• How to complete this task:
An exact copy of all entries is the expected answer.
(Data to process Opens)
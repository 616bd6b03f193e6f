use async_trait::async_trait;
use std::path::Path;
use thiserror::Error;

#[derive(Error, Debug)]
pub enum FetchError {
    #[error("Request failed: {0}")]
    Request(Box<dyn std::error::Error + Send + Sync>),
    #[error("Invalid repository URL: {0}")]
    InvalidUrl(#[from] url::ParseError),
    #[error("IO error: {0}")]
    Io(#[from] std::io::Error),
}

#[async_trait]
pub trait DocumentFetcher: Send + Sync {
    /// Short name used in log lines (e.g., "http").
    fn fetcher_id(&self) -> &str;

    /// Retrieves `url` and writes the raw response body to `dest`.
    ///
    /// Nothing is parsed here; the caller classifies the bytes once they are
    /// on disk. A partially written `dest` may remain on error.
    async fn fetch(&self, url: &str, dest: &Path) -> Result<(), FetchError>;
}
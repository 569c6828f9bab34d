//! Error types for web handlers.
//!
//! `AppError` bridges store and domain errors to HTTP responses through
//! Axum's `IntoResponse`.

use axum::{
    http::StatusCode,
    response::{IntoResponse, Response},
    Json,
};
use keystore_runtime::StoreError;
use serde::Serialize;
use std::fmt;

/// Application error type for web handlers.
///
/// Renders as `{"code": ..., "message": ...}` with the matching status.
///
/// # Examples
///
/// ```ignore
/// async fn handler(Path(id): Path<u32>) -> Result<Json<Product>, AppError> {
///     let product = catalog.get(id).ok_or_else(|| AppError::not_found("Product", id))?;
///     Ok(Json(product.clone()))
/// }
/// ```
#[derive(Debug)]
pub struct AppError {
    status: StatusCode,
    message: String,
    code: &'static str,
    /// Internal error (logged, not exposed to the client)
    source: Option<anyhow::Error>,
}

impl AppError {
    /// Create a new application error.
    #[must_use]
    pub fn new(status: StatusCode, code: &'static str, message: impl Into<String>) -> Self {
        Self {
            status,
            message: message.into(),
            code,
            source: None,
        }
    }

    /// Attach the underlying error for logging.
    #[must_use]
    pub fn with_source(mut self, source: anyhow::Error) -> Self {
        self.source = Some(source);
        self
    }

    /// HTTP status of this error.
    #[must_use]
    pub const fn status(&self) -> StatusCode {
        self.status
    }

    /// Machine-readable error code.
    #[must_use]
    pub const fn code(&self) -> &'static str {
        self.code
    }

    /// User-facing message.
    #[must_use]
    pub fn message(&self) -> &str {
        &self.message
    }

    /// 400 Bad Request.
    #[must_use]
    pub fn bad_request(message: impl Into<String>) -> Self {
        Self::new(StatusCode::BAD_REQUEST, "BAD_REQUEST", message)
    }

    /// 401 Unauthorized.
    #[must_use]
    pub fn unauthorized(message: impl Into<String>) -> Self {
        Self::new(StatusCode::UNAUTHORIZED, "UNAUTHORIZED", message)
    }

    /// 402 Payment Required, used for declined payments.
    #[must_use]
    pub fn payment_declined(message: impl Into<String>) -> Self {
        Self::new(StatusCode::PAYMENT_REQUIRED, "PAYMENT_DECLINED", message)
    }

    /// 403 Forbidden.
    #[must_use]
    pub fn forbidden(message: impl Into<String>) -> Self {
        Self::new(StatusCode::FORBIDDEN, "FORBIDDEN", message)
    }

    /// 404 Not Found.
    #[must_use]
    pub fn not_found(resource: impl fmt::Display, id: impl fmt::Display) -> Self {
        Self::new(
            StatusCode::NOT_FOUND,
            "NOT_FOUND",
            format!("{resource} with id {id} not found"),
        )
    }

    /// 409 Conflict.
    #[must_use]
    pub fn conflict(message: impl Into<String>) -> Self {
        Self::new(StatusCode::CONFLICT, "CONFLICT", message)
    }

    /// 422 Unprocessable Entity.
    #[must_use]
    pub fn validation(message: impl Into<String>) -> Self {
        Self::new(StatusCode::UNPROCESSABLE_ENTITY, "VALIDATION_ERROR", message)
    }

    /// 504 Gateway Timeout: a simulated operation did not finish in time.
    #[must_use]
    pub fn timeout(message: impl Into<String>) -> Self {
        Self::new(StatusCode::GATEWAY_TIMEOUT, "TIMEOUT", message)
    }

    /// 500 Internal Server Error.
    #[must_use]
    pub fn internal(message: impl Into<String>) -> Self {
        Self::new(StatusCode::INTERNAL_SERVER_ERROR, "INTERNAL_SERVER_ERROR", message)
    }

    /// 503 Service Unavailable.
    #[must_use]
    pub fn unavailable(message: impl Into<String>) -> Self {
        Self::new(StatusCode::SERVICE_UNAVAILABLE, "SERVICE_UNAVAILABLE", message)
    }
}

impl fmt::Display for AppError {
    fn fmt(&self, f: &mut fmt::Formatter<'_>) -> fmt::Result {
        write!(f, "[{}] {}", self.code, self.message)
    }
}

impl std::error::Error for AppError {
    fn source(&self) -> Option<&(dyn std::error::Error + 'static)> {
        self.source
            .as_ref()
            .map(|e| e.as_ref() as &(dyn std::error::Error + 'static))
    }
}

#[derive(Debug, Serialize)]
struct ErrorResponse<'a> {
    code: &'a str,
    message: &'a str,
}

impl IntoResponse for AppError {
    fn into_response(self) -> Response {
        if self.status.is_server_error() {
            match &self.source {
                Some(source) => tracing::error!(
                    status = %self.status,
                    code = self.code,
                    message = %self.message,
                    error = %source,
                    "Request failed"
                ),
                None => tracing::error!(
                    status = %self.status,
                    code = self.code,
                    message = %self.message,
                    "Request failed"
                ),
            }
        } else {
            tracing::debug!(status = %self.status, code = self.code, "Request rejected");
        }

        let body = Json(ErrorResponse {
            code: self.code,
            message: &self.message,
        })
        .into_response();

        (self.status, body).into_response()
    }
}

impl From<anyhow::Error> for AppError {
    fn from(err: anyhow::Error) -> Self {
        Self::internal("An internal error occurred").with_source(err)
    }
}

impl From<StoreError> for AppError {
    fn from(err: StoreError) -> Self {
        match err {
            StoreError::ShutdownInProgress | StoreError::ChannelClosed => {
                Self::unavailable("The storefront is shutting down")
            },
            StoreError::Timeout => Self::timeout("The operation did not complete in time"),
            other => Self::internal("An internal error occurred").with_source(other.into()),
        }
    }
}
(Data to process Closes)
• Answer to this exercise:
repository 616bd6b03f193e6f
use async_trait::async_trait;
use std::path::Path;
use thiserror::Error;

#[derive(Error, Debug)]
pub enum FetchError {
    #[error("Request failed: {0}")]
    Request(Box<dyn std::error::Error + Send + Sync>),
    #[error("Invalid repository URL: {0}")]
    InvalidUrl(#[from] url::ParseError),
    #[error("IO error: {0}")]
    Io(#[from] std::io::Error),
}

#[async_trait]
pub trait DocumentFetcher: Send + Sync {
    /// Short name used in log lines (e.g., "http").
    fn fetcher_id(&self) -> &str;

    /// Retrieves `url` and writes the raw response body to `dest`.
    ///
    /// Nothing is parsed here; the caller classifies the bytes once they are
    /// on disk. A partially written `dest` may remain on error.
    async fn fetch(&self, url: &str, dest: &Path) -> Result<(), FetchError>;
}
repository 569c6828f9bab34d
//! Error types for web handlers.
//!
//! `AppError` bridges store and domain errors to HTTP responses through
//! Axum's `IntoResponse`.

use axum::{
    http::StatusCode,
    response::{IntoResponse, Response},
    Json,
};
use keystore_runtime::StoreError;
use serde::Serialize;
use std::fmt;

/// Application error type for web handlers.
///
/// Renders as `{"code": ..., "message": ...}` with the matching status.
///
/// # Examples
///
/// ```ignore
/// async fn handler(Path(id): Path<u32>) -> Result<Json<Product>, AppError> {
///     let product = catalog.get(id).ok_or_else(|| AppError::not_found("Product", id))?;
///     Ok(Json(product.clone()))
/// }
/// ```
#[derive(Debug)]
pub struct AppError {
    status: StatusCode,
    message: String,
    code: &'static str,
    /// Internal error (logged, not exposed to the client)
    source: Option<anyhow::Error>,
}

impl AppError {
    /// Create a new application error.
    #[must_use]
    pub fn new(status: StatusCode, code: &'static str, message: impl Into<String>) -> Self {
        Self {
            status,
            message: message.into(),
            code,
            source: None,
        }
    }

    /// Attach the underlying error for logging.
    #[must_use]
    pub fn with_source(mut self, source: anyhow::Error) -> Self {
        self.source = Some(source);
        self
    }

    /// HTTP status of this error.
    #[must_use]
    pub const fn status(&self) -> StatusCode {
        self.status
    }

    /// Machine-readable error code.
    #[must_use]
    pub const fn code(&self) -> &'static str {
        self.code
    }

    /// User-facing message.
    #[must_use]
    pub fn message(&self) -> &str {
        &self.message
    }

    /// 400 Bad Request.
    #[must_use]
    pub fn bad_request(message: impl Into<String>) -> Self {
        Self::new(StatusCode::BAD_REQUEST, "BAD_REQUEST", message)
    }

    /// 401 Unauthorized.
    #[must_use]
    pub fn unauthorized(message: impl Into<String>) -> Self {
        Self::new(StatusCode::UNAUTHORIZED, "UNAUTHORIZED", message)
    }

    /// 402 Payment Required, used for declined payments.
    #[must_use]
    pub fn payment_declined(message: impl Into<String>) -> Self {
        Self::new(StatusCode::PAYMENT_REQUIRED, "PAYMENT_DECLINED", message)
    }

    /// 403 Forbidden.
    #[must_use]
    pub fn forbidden(message: impl Into<String>) -> Self {
        Self::new(StatusCode::FORBIDDEN, "FORBIDDEN", message)
    }

    /// 404 Not Found.
    #[must_use]
    pub fn not_found(resource: impl fmt::Display, id: impl fmt::Display) -> Self {
        Self::new(
            StatusCode::NOT_FOUND,
            "NOT_FOUND",
            format!("{resource} with id {id} not found"),
        )
    }

    /// 409 Conflict.
    #[must_use]
    pub fn conflict(message: impl Into<String>) -> Self {
        Self::new(StatusCode::CONFLICT, "CONFLICT", message)
    }

    /// 422 Unprocessable Entity.
    #[must_use]
    pub fn validation(message: impl Into<String>) -> Self {
        Self::new(StatusCode::UNPROCESSABLE_ENTITY, "VALIDATION_ERROR", message)
    }

    /// 504 Gateway Timeout: a simulated operation did not finish in time.
    #[must_use]
    pub fn timeout(message: impl Into<String>) -> Self {
        Self::new(StatusCode::GATEWAY_TIMEOUT, "TIMEOUT", message)
    }

    /// 500 Internal Server Error.
    #[must_use]
    pub fn internal(message: impl Into<String>) -> Self {
        Self::new(StatusCode::INTERNAL_SERVER_ERROR, "INTERNAL_SERVER_ERROR", message)
    }

    /// 503 Service Unavailable.
    #[must_use]
    pub fn unavailable(message: impl Into<String>) -> Self {
        Self::new(StatusCode::SERVICE_UNAVAILABLE, "SERVICE_UNAVAILABLE", message)
    }
}

impl fmt::Display for AppError {
    fn fmt(&self, f: &mut fmt::Formatter<'_>) -> fmt::Result {
        write!(f, "[{}] {}", self.code, self.message)
    }
}

impl std::error::Error for AppError {
    fn source(&self) -> Option<&(dyn std::error::Error + 'static)> {
        self.source
            .as_ref()
            .map(|e| e.as_ref() as &(dyn std::error::Error + 'static))
    }
}

#[derive(Debug, Serialize)]
struct ErrorResponse<'a> {
    code: &'a str,
    message: &'a str,
}

impl IntoResponse for AppError {
    fn into_response(self) -> Response {
        if self.status.is_server_error() {
            match &self.source {
                Some(source) => tracing::error!(
                    status = %self.status,
                    code = self.code,
                    message = %self.message,
                    error = %source,
                    "Request failed"
                ),
                None => tracing::error!(
                    status = %self.status,
                    code = self.code,
                    message = %self.message,
                    "Request failed"
                ),
            }
        } else {
            tracing::debug!(status = %self.status, code = self.code, "Request rejected");
        }

        let body = Json(ErrorResponse {
            code: self.code,
            message: &self.message,
        })
        .into_response();

        (self.status, body).into_response()
    }
}

impl From<anyhow::Error> for AppError {
    fn from(err: anyhow::Error) -> Self {
        Self::internal("An internal error occurred").with_source(err)
    }
}

impl From<StoreError> for AppError {
    fn from(err: StoreError) -> Self {
        match err {
            StoreError::ShutdownInProgress | StoreError::ChannelClosed => {
                Self::unavailable("The storefront is shutting down")
            },
            StoreError::Timeout => Self::timeout("The operation did not complete in time"),
            other => Self::internal("An internal error occurred").with_source(other.into()),
        }
    }
}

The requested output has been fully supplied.